Sex, Lies, and Videotape Quotes

  • [John said he wasn't fucking Cynthia]

    Ann: You never used to say the word "fucking."

  • [Accepting John's claim that he's not cheating on her]

    Ann: I've just got all this time on my hands, and I just sit around and start inventing these, like, intricate scenarios...

    [giggles]

    Ann: And then I don't want to have wasted all my time, so I want to believe in them.

  • Ann: Did he touch you?

    Cynthia: No.

    Ann: Did you touch him?

    Cynthia: No.

    Ann: Did anybody touch anybody?

    Cynthia: Well... yes.

    Ann: Don't tell me... don't tell me... don't tell me. You didn't!

    Cynthia: I did.

    Ann: You didn't!

    Cynthia: I did.

    Ann: You didn't!

    Cynthia: I did!

  • Ann: Nothing's what I thought it was. John's a bastard. Let's make a videotape.

    Graham: No, I... ahem... I don't think that's a good idea.

    Ann: Why not?

    Graham: Because I don't think it's a choice that you'd make in a normal frame of mind.

    Ann: And what would you know about a normal frame of mind?

  • Ann: So let me see, you said, um, you said that I should never take advice from someone that I haven't had sex with, right... right?

    Graham: Basically.

    Ann: Right.
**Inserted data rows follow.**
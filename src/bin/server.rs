use std::{
    error::Error,
    fs::OpenOptions,
    net::{IpAddr, SocketAddr},
    sync::Arc,
};

use axum::{
    Router,
    extract::{MatchedPath, Request},
    middleware,
};
use axum_server::Handle;
use clap::Parser;
use rusqlite::Connection;
use tower_http::trace::TraceLayer;
use tracing_subscriber::{EnvFilter, Layer, filter, layer::SubscriberExt, util::SubscriberInitExt};

use housing_expenses::{
    AppState, DEFAULT_CASHBOX_USER_ID, build_cors_layer, build_router, graceful_shutdown,
    logging_middleware,
};

/// The JSON API server for housing expenses.
#[derive(Parser, Debug)]
#[command(version, about, long_about = None)]
struct Args {
    /// File path to the application SQLite database.
    #[arg(long, env = "HOUSING_EXPENSES_DB_PATH")]
    db_path: String,

    /// The address to serve the API from.
    #[arg(long, env = "HOUSING_EXPENSES_HOST", default_value = "127.0.0.1")]
    host: IpAddr,

    /// The port to serve the API from.
    #[arg(short, long, env = "HOUSING_EXPENSES_PORT", default_value_t = 3000)]
    port: u16,

    /// The origin allowed to make cross-origin requests, or `*` for any origin.
    #[arg(long, env = "HOUSING_EXPENSES_ORIGIN", default_value = "*")]
    allowed_origin: String,

    /// The user whose deposits fill the cash box.
    #[arg(long, env = "HOUSING_EXPENSES_CASHBOX_USER_ID", default_value_t = DEFAULT_CASHBOX_USER_ID)]
    cashbox_user_id: i64,

    /// File path to append debug logs to.
    #[arg(long, env = "HOUSING_EXPENSES_LOG_FILE", default_value = "debug.log")]
    log_file: String,
}

#[tokio::main]
async fn main() -> Result<(), Box<dyn Error>> {
    let args = Args::parse();

    setup_logging(&args.log_file)?;

    let addr = SocketAddr::new(args.host, args.port);

    let connection = Connection::open(&args.db_path)?;
    let state = AppState::new(connection, args.cashbox_user_id)?;
    let cors_layer = build_cors_layer(&args.allowed_origin)?;

    let handle = Handle::new();
    tokio::spawn(graceful_shutdown(handle.clone()));

    let router = build_router(state).layer(middleware::from_fn(logging_middleware));
    let router = add_tracing_layer(router).layer(cors_layer);

    tracing::info!("HTTP server listening on {}", addr);
    axum_server::bind(addr)
        .handle(handle)
        .serve(router.into_make_service())
        .await?;

    Ok(())
}

fn setup_logging(log_file_path: &str) -> Result<(), std::io::Error> {
    let stdout_filter = EnvFilter::try_from_default_env().unwrap_or_else(|_| EnvFilter::new("info"));
    let stdout_log = tracing_subscriber::fmt::layer()
        .pretty()
        .with_filter(stdout_filter);

    let log_file = OpenOptions::new()
        .create(true)
        .append(true)
        .open(log_file_path)?;

    let debug_log = tracing_subscriber::fmt::layer()
        .pretty()
        .with_ansi(false)
        .with_writer(Arc::new(log_file))
        .with_filter(filter::LevelFilter::DEBUG);

    tracing_subscriber::registry()
        .with(stdout_log)
        .with(debug_log)
        .init();

    Ok(())
}

fn add_tracing_layer(router: Router) -> Router {
    let tracing_layer = TraceLayer::new_for_http()
        .make_span_with(|req: &Request| {
            let method = req.method();
            let uri = req.uri();

            let matched_path = req
                .extensions()
                .get::<MatchedPath>()
                .map(|matched_path| matched_path.as_str());

            tracing::debug_span!("request", %method, %uri, matched_path)
        })
        // Errors are logged where they are converted into responses.
        .on_failure(());

    router.layer(tracing_layer)
}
And, uh, *we* haven't had sex...

    [giggle]

    Ann: right?

    Graham: So...

    Ann: So, I, I, I guess from your own advice, I shouldn't take your advice.

    Graham: I wouldn't.

  • Ann: So, all these are... are interviews, huh?

    Graham: Uh, yes.

    Ann: Can we watch one?

    Graham: No, I'd - uh, no.

    Ann: Why not?

    Graham: Well, I... promised each of the subjects that no one would see the videotapes except for me.

    Ann: What are the interviews about?

    Graham: The interviews are about sex.
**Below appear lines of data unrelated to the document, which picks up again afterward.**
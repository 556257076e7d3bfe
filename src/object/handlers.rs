//! HTTP handlers for `/objects`.

use std::sync::{Arc, Mutex};

use axum::{
    Json,
    extract::{FromRef, State},
    http::StatusCode,
};
use rusqlite::Connection;
use serde_json::{Value, json};

use crate::{
    AppState, Error,
    database_id::ObjectId,
    db::lock_connection,
    extract::Path,
    object::{
        Object, ObjectForm, create_object, delete_object, get_all_objects, get_object,
        update_object,
    },
    validation::Payload,
};

/// The state needed by the object endpoints.
#[derive(Debug, Clone)]
pub struct ObjectState {
    /// The database connection for managing objects.
    pub db_connection: Arc<Mutex<Connection>>,
}

impl FromRef<AppState> for ObjectState {
    fn from_ref(state: &AppState) -> Self {
        Self {
            db_connection: state.db_connection.clone(),
        }
    }
}

/// List every object, newest first.
pub async fn list_objects_endpoint(
    State(state): State<ObjectState>,
) -> Result<Json<Vec<Object>>, Error> {
    let connection = lock_connection(&state.db_connection)?;

    get_all_objects(&connection).map(Json)
}

/// Get a single object.
pub async fn get_object_endpoint(
    State(state): State<ObjectState>,
    Path(object_id): Path<ObjectId>,
) -> Result<Json<Object>, Error> {
    let connection = lock_connection(&state.db_connection)?;

    get_object(object_id, &connection).map(Json)
}

/// Create an object from a JSON payload.
pub async fn create_object_endpoint(
    State(state): State<ObjectState>,
    payload: Payload,
) -> Result<(StatusCode, Json<Object>), Error> {
    let form = ObjectForm::from_payload(&payload)?;
    let connection = lock_connection(&state.db_connection)?;
    let object = create_object(&form, &connection)?;

    tracing::info!("created object {}", object.id);

    Ok((StatusCode::CREATED, Json(object)))
}

/// Replace the fields of an existing object.
pub async fn update_object_endpoint(
    State(state): State<ObjectState>,
    Path(object_id): Path<ObjectId>,
    payload: Payload,
) -> Result<Json<Object>, Error> {
    let connection = lock_connection(&state.db_connection)?;
    get_object(object_id, &connection)?;

    let form = ObjectForm::from_payload(&payload)?;

    update_object(object_id, &form, &connection).map(Json)
}

/// Delete an object.
pub async fn delete_object_endpoint(
    State(state): State<ObjectState>,
    Path(object_id): Path<ObjectId>,
) -> Result<Json<Value>, Error> {
    let connection = lock_connection(&state.db_connection)?;
    delete_object(object_id, &connection)?;

    tracing::info!("deleted object {object_id}");

    Ok(Json(json!({ "message": "Object deleted" })))
}
//! Cross-origin resource sharing for browser clients.

use axum::http::{HeaderValue, Method, header};
use tower_http::cors::{AllowOrigin, Any, CorsLayer};

use crate::Error;

/// Build the CORS layer for the API.
///
/// `origin` is either `*`, which allows any origin, or a single origin such as
/// `http://localhost:5173`. Requests from any other origin get no
/// `Access-Control-Allow-Origin` header.
///
/// # Errors
/// Returns [Error::InvalidCorsOrigin] if `origin` is not a valid header value.
pub fn build_cors_layer(origin: &str) -> Result<CorsLayer, Error> {
    let allow_origin = match origin.trim() {
        "*" => AllowOrigin::from(Any),
        origin => HeaderValue::from_str(origin)
            .map(|origin| AllowOrigin::list([origin]))
            .map_err(|_| Error::InvalidCorsOrigin(origin.to_owned()))?,
    };

    Ok(CorsLayer::new()
        .allow_origin(allow_origin)
        .allow_methods([
            Method::GET,
            Method::POST,
            Method::PUT,
            Method::DELETE,
            Method::OPTIONS,
        ])
        .allow_headers([header::CONTENT_TYPE]))
}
  • Ann: Well, what did he ask exactly?

    Cynthia: Well, I don't want to tell you exactly.

    Ann: You let a total stranger record your sexual life on videotape, but you won't tell your own sister?

    Cynthia: Apparently.

  • Ann: What kind of "personal project"?
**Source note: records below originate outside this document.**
//! Core identifiers, closed sum types, and entity records for the
//! game-session orchestrator.
//!
//! The source this was distilled from models everything as duck-typed dicts;
//! here `GameState`, `ActionStatus`, and `MessageKind` are closed enums so the
//! compiler enforces the transition table instead of string comparisons, and
//! `Game`/`Member`/`Chapter`/`Action`/`Message` are the records the `Store`
//! persists.

use chrono::{DateTime, Utc};
use serde::{Deserialize, Serialize};
use std::collections::HashSet;
use uuid::Uuid;

pub type GameId = Uuid;
pub type RoomId = Uuid;
pub type UserId = Uuid;
pub type CharacterId = Uuid;
pub type WorldId = Uuid;

/// Game lifecycle state. Legal transitions are enforced by
/// [`crate::engine::GameEngine`], never by callers.
#[derive(Debug, Clone, Copy, Serialize, Deserialize, PartialEq, Eq)]
#[serde(rename_all = "snake_case")]
pub enum GameState {
    Initializing,
    ActionPhase,
    Closing,
    Finished,
    Failed,
}

impl GameState {
    #[must_use]
    pub const fn as_str(&self) -> &'static str {
        match self {
            Self::Initializing => "initializing",
            Self::ActionPhase => "action_phase",
            Self::Closing => "closing",
            Self::Finished => "finished",
            Self::Failed => "failed",
        }
    }

    #[must_use]
    pub const fn is_terminal(&self) -> bool {
        matches!(self, Self::Finished | Self::Failed)
    }
}

/// A member's role within a game. Exactly one `Admin` exists per game.
#[derive(Debug, Clone, Copy, Serialize, Deserialize, PartialEq, Eq)]
#[serde(rename_all = "snake_case")]
pub enum MemberRole {
    Player,
    Admin,
}

/// Status of a submitted player action.
#[derive(Debug, Clone, Copy, Serialize, Deserialize, PartialEq, Eq)]
#[serde(rename_all = "snake_case")]
pub enum ActionStatus {
    Pending,
    Approved,
    Rejected,
}

/// Chat log entry kind.
#[derive(Debug, Clone, Copy, Serialize, Deserialize, PartialEq, Eq)]
#[serde(rename_all = "snake_case")]
pub enum MessageKind {
    Chat,
    System,
    Action,
}

/// Narrative generation mode, selected by the advance pipeline depending on
/// whether pending actions exist for the chapter being closed.
#[derive(Debug, Clone, Copy, Serialize, Deserialize, PartialEq, Eq)]
#[serde(rename_all = "snake_case")]
pub enum GenerationKind {
    First,
    WithActions,
    Automatic,
}

/// The two states a `game:phase_changed` event can report.
#[derive(Debug, Clone, Copy, Serialize, Deserialize, PartialEq, Eq)]
#[serde(rename_all = "snake_case")]
pub enum Phase {
    Closing,
    ActionPhase,
}

/// Per-game tunables, copied from the originating room at `start_game_from_room`
/// time and mutable thereafter only by an admin's `update_settings`.
#[derive(Debug, Clone, Copy, Serialize, Deserialize, PartialEq)]
pub struct GameSettings {
    pub allow_suggestions: bool,
    pub discussion_time_sec: u32,
    pub auto_continue: bool,
    pub continue_time_sec: u32,
    /// Defaults to `true`. When `false`, closure is decided by the quorum
    /// rule in [`crate::config::GameConfig::quorum_threshold`] instead of
    /// requiring every member.
    pub require_all_players: bool,
}

impl GameSettings {
    #[must_use]
    pub fn from_config(cfg: &crate::config::GameConfig) -> Self {
        Self {
            allow_suggestions: cfg.default_allow_suggestions,
            discussion_time_sec: cfg.default_discussion_time_sec,
            auto_continue: cfg.default_auto_continue,
            continue_time_sec: cfg.default_continue_time_sec,
            require_all_players: cfg.default_require_all_players,
        }
    }
}

/// A bounded window during which players submit actions and signal readiness.
/// Embedded on [`Game`] only while `state` is `ActionPhase` or `Closing`.
#[derive(Debug, Clone, Copy, Serialize, Deserialize, PartialEq, Eq)]
pub struct ActionPhaseWindow {
    pub started_at: DateTime<Utc>,
    pub ends_at: DateTime<Utc>,
    pub seconds_total: u32,
}

impl ActionPhaseWindow {
    #[must_use]
    pub fn open(now: DateTime<Utc>, seconds_total: u32) -> Self {
        Self {
            started_at: now,
            ends_at: now + chrono::Duration::seconds(i64::from(seconds_total)),
            seconds_total,
        }
    }

    /// Seconds remaining against `now`, clamped at zero per the spec's
    /// timestamp transport rule.
    #[must_use]
    pub fn remaining_seconds(&self, now: DateTime<Utc>) -> u32 {
        let remaining = (self.ends_at - now).num_seconds();
        u32::try_from(remaining.max(0)).unwrap_or(u32::MAX)
    }

    #[must_use]
    pub fn is_expired(&self, now: DateTime<Utc>) -> bool {
        now >= self.ends_at
    }
}

/// The game-session orchestrator's root aggregate. Exclusively owns its
/// Members, Chapters, Actions, and Messages (see [`crate::database`]).
#[derive(Debug, Clone, Serialize, Deserialize)]
pub struct Game {
    pub id: GameId,
    pub room_id: RoomId,
    pub name: String,
    pub world_id: WorldId,
    pub max_chapters: u32,
    pub max_players: u32,
    pub settings: GameSettings,
    pub owner_id: UserId,
    pub admin_id: UserId,
    pub current_chapter: u32,
    pub state: GameState,
    pub action_phase: Option<ActionPhaseWindow>,
    pub continue_ready: HashSet<UserId>,
    pub advancing: bool,
    pub created_at: DateTime<Utc>,
    pub finished_at: Option<DateTime<Utc>>,
    pub failure_reason: Option<String>,
}

impl Game {
    #[must_use]
    pub fn is_admin(&self, user_id: UserId) -> bool {
        self.admin_id == user_id
    }
}

/// A lobby member snapshotted into `game_members` at `start_game_from_room`,
/// or inserted afterward by the WebSocket auto-repair path.
#[derive(Debug, Clone, Serialize, Deserialize)]
pub struct Member {
    pub game_id: GameId,
    pub user_id: UserId,
    pub character_id: Option<CharacterId>,
    pub role: MemberRole,
    pub joined_at: DateTime<Utc>,
    pub is_ready: bool,
}

/// An appended, immutable chapter of the narrative. `(game_id, chapter_number)`
/// is unique and chapters are appended in strictly ascending order.
#[derive(Debug, Clone, Serialize, Deserialize)]
pub struct Chapter {
    pub game_id: GameId,
    pub chapter_number: u32,
    pub content: String,
    pub created_at: DateTime<Utc>,
}

/// A player-submitted free-text action for the current chapter. At most one
/// `Pending` action may exist per `(game_id, user_id, chapter_number)`.
#[derive(Debug, Clone, Serialize, Deserialize)]
pub struct Action {
    pub id: Uuid,
    pub game_id: GameId,
    pub user_id: UserId,
    pub character_id: Option<CharacterId>,
    pub action_text: String,
    pub chapter_number: u32,
    pub status: ActionStatus,
    pub created_at: DateTime<Utc>,
}

/// An append-only chat log entry.
#[derive(Debug, Clone, Serialize, Deserialize)]
pub struct Message {
    pub id: Uuid,
    pub game_id: GameId,
    pub user_id: UserId,
    pub content: String,
    pub kind: MessageKind,
    pub timestamp: DateTime<Utc>,
}

/// The out-of-scope lobby this crate treats as an external collaborator: just
/// enough fields for [`crate::lobby::LobbyToGame`] to validate readiness and
/// link the room to its spawned game.
#[derive(Debug, Clone, Serialize, Deserialize)]
pub struct Room {
    pub id: RoomId,
    pub name: String,
    pub world_id: WorldId,
    pub admin_id: UserId,
    pub member_ids: Vec<UserId>,
    pub ready_players: HashSet<UserId>,
    pub max_players: u32,
    pub settings: GameSettings,
    pub game_id: Option<GameId>,
}

impl Room {
    #[must_use]
    pub fn all_members_ready(&self) -> bool {
        !self.member_ids.is_empty()
            && self
                .member_ids
                .iter()
                .all(|id| self.ready_players.contains(id))
    }
}

/// Opaque world/character context handed to the narrative generator.
/// World and character authoring CRUD lives outside this crate; these are
/// snapshots passed through unmodified.
#[derive(Debug, Clone, Serialize, Deserialize)]
pub struct WorldRef {
    pub id: WorldId,
    pub name: String,
    pub description: String,
}

#[derive(Debug, Clone, Serialize, Deserialize)]
pub struct CharacterRef {
    pub id: CharacterId,
    pub name: String,
    pub summary: String,
}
    Graham: A personal project like anyone else's personal project. Mine's just a little more... personal, I guess.

  • Cynthia: Ann, I don't understand why this freaks you out so much. You didn't do it, I did. And if it doesn't bother me, why should it bother you?

  • Cynthia: If Ann got freaked out by these, there must be something sexual: are these tapes of you having sex with these girls?

    Graham: No, not exactly.

    Cynthia: Well, either you are or your aren't; which is it?

    Graham: Why don't you let me tape you?

    Cynthia: Doing what?

    Graham: Talking.

    Cynthia: About what?

    Graham: About sex... your sexual history, sexual preferences.

    Cynthia: What makes you think I'd discuss that with you?

    Graham: Nothing.

    Cynthia: Hmm. And you just want to ask me questions?

    Graham: I just want to ask you questions.

    Cynthia: That's all.

    Graham: That's all.

    Cynthia: Is this how you get off or something? Taping women talking about their sexual experiences?

    Graham: Yes.

  • Ann: I want out of this marriage.

    John Mullany: What?

    Ann: I. Want. Out. Of. This. *Marriage.*

  • Cynthia: The organ itself seemed like a, a separate thing, um, a separate entity to me. I mean, when he finally pulled it out, and I could look at it and touch it, I completely forgot that there was a guy attached to it. I remember literally being startled when the guy spoke to me.

  • Cynthia: You know, I'd like to do it at your house sometime. I must admit, the idea of doing it in my sister's bed gives me a perverse thrill.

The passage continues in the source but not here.